Address
- 1025 South Main Street Monticello, Kentucky, 42633 United States

District information
- Type: Public
- Grades: PreK–12
- NCES District ID: 2105790

Students and staff
- Students: 3,133
- Teachers: 187.19
- Staff: 297.0
- Student–teacher ratio: 16.74

Other information
- Website: www3.wayne.kyschools.us

= Wayne County School District (Kentucky) =

School district in Kentucky, United States

Wayne County School District (WCSD) is a school district headquartered in Monticello, Kentucky. It serves Wayne County.

On June 30, 2013 Monticello Independent Schools closed and was merged into Wayne County Schools.

==Schools==
- Secondary
- Wayne County High School
- Wayne County Middle School
- Primary
- Bell Elementary School
- Monticello Elementary School
- Preschool
- Walker Early Learning Center
- Other
- Wayne County Area Technology Center (ATC)
Vocational education in the county has been provided by Wayne County Vocational School from 1971 to the present.
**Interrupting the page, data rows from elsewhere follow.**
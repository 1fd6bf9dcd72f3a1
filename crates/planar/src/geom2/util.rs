//! Polygon helpers built on the scalar cross product.
//!
//! Polygons are plain vertex slices; the closing edge from the last vertex back
//! to the first is implicit.

use std::cmp::Ordering;

use super::{GeomCfg, Vector};

/// Turn direction of three points.
#[derive(Clone, Copy, Debug, PartialEq, Eq)]
pub enum Orientation {
    CounterClockwise,
    Clockwise,
    Collinear,
}

#[inline]
fn turn(a: Vector, b: Vector, c: Vector) -> f64 {
    (b - a).cross(c - a)
}

/// Orientation of `a → b → c`; `|cross| <= eps` counts as collinear.
pub fn orientation(a: Vector, b: Vector, c: Vector, eps: f64) -> Orientation {
    let t = turn(a, b, c);
    if t > eps {
        Orientation::CounterClockwise
    } else if t < -eps {
        Orientation::Clockwise
    } else {
        Orientation::Collinear
    }
}

/// Shoelace area; positive for counterclockwise vertex order.
pub fn signed_area(points: &[Vector]) -> f64 {
    if points.len() < 3 {
        return 0.0;
    }
    let n = points.len();
    let twice: f64 = (0..n).map(|i| points[i].cross(points[(i + 1) % n])).sum();
    0.5 * twice
}

/// Area centroid of a simple polygon. None for fewer than three vertices or a
/// (near) zero area.
pub fn area_centroid(points: &[Vector], cfg: GeomCfg) -> Option<Vector> {
    if points.len() < 3 {
        return None;
    }
    let mut a = 0.0;
    let mut c = Vector::zero();
    for i in 0..points.len() {
        let p = points[i];
        let q = points[(i + 1) % points.len()];
        let cross = p.cross(q);
        a += cross;
        c += (p + q) * cross;
    }
    a *= 0.5;
    if a.abs() < cfg.eps_area {
        return None;
    }
    Some(c / (6.0 * a))
}

/// Andrew’s monotone chain convex hull (returns hull in CCW order).
///
/// Collinear boundary points are dropped. None when fewer than two distinct
/// points remain after dedup.
pub fn convex_hull(points: &[Vector], cfg: GeomCfg) -> Option<Vec<Vector>> {
    if points.len() < 2 {
        return None;
    }
    let mut pts: Vec<_> = points.to_vec();
    pts.sort_by(|a, b| match a.x.partial_cmp(&b.x).unwrap_or(Ordering::Equal) {
        Ordering::Equal => a.y.partial_cmp(&b.y).unwrap_or(Ordering::Equal),
        o => o,
    });
    pts.dedup_by(|a, b| a.distance(*b) < cfg.eps_dedup);
    if pts.len() < 2 {
        return None;
    }
    let mut lower: Vec<Vector> = Vec::with_capacity(pts.len());
    for p in &pts {
        while lower.len() >= 2 && turn(lower[lower.len() - 2], lower[lower.len() - 1], *p) <= 0.0 {
            lower.pop();
        }
        lower.push(*p);
    }
    let mut upper: Vec<Vector> = Vec::with_capacity(pts.len());
    for p in pts.iter().rev() {
        while upper.len() >= 2 && turn(upper[upper.len() - 2], upper[upper.len() - 1], *p) <= 0.0 {
            upper.pop();
        }
        upper.push(*p);
    }
    lower.pop();
    upper.pop();
    let mut hull = lower;
    hull.extend(upper);
    Some(hull)
}

/// `sides` vertices evenly spaced on a circle, counterclockwise from `phase`.
/// Fewer than three sides yields an empty vector.
pub fn regular_polygon(center: Vector, radius: f64, sides: usize, phase: f64) -> Vec<Vector> {
    if sides < 3 {
        return Vec::new();
    }
    let delta = std::f64::consts::TAU / sides as f64;
    (0..sides)
        .map(|k| center + Vector::from_polar(radius, phase + k as f64 * delta))
        .collect()
}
Its name has changed several times during that period; it is presently knows as Wayne County Area Technology Center (ATC). It is managed by The Office Of Career And Technical Education. The school serves secondary students enrolled in Wayne County High School. Programs include Health Science, Welding, Carpentry, Machine Tool, Automotive, Industrial Maintenance, and Business.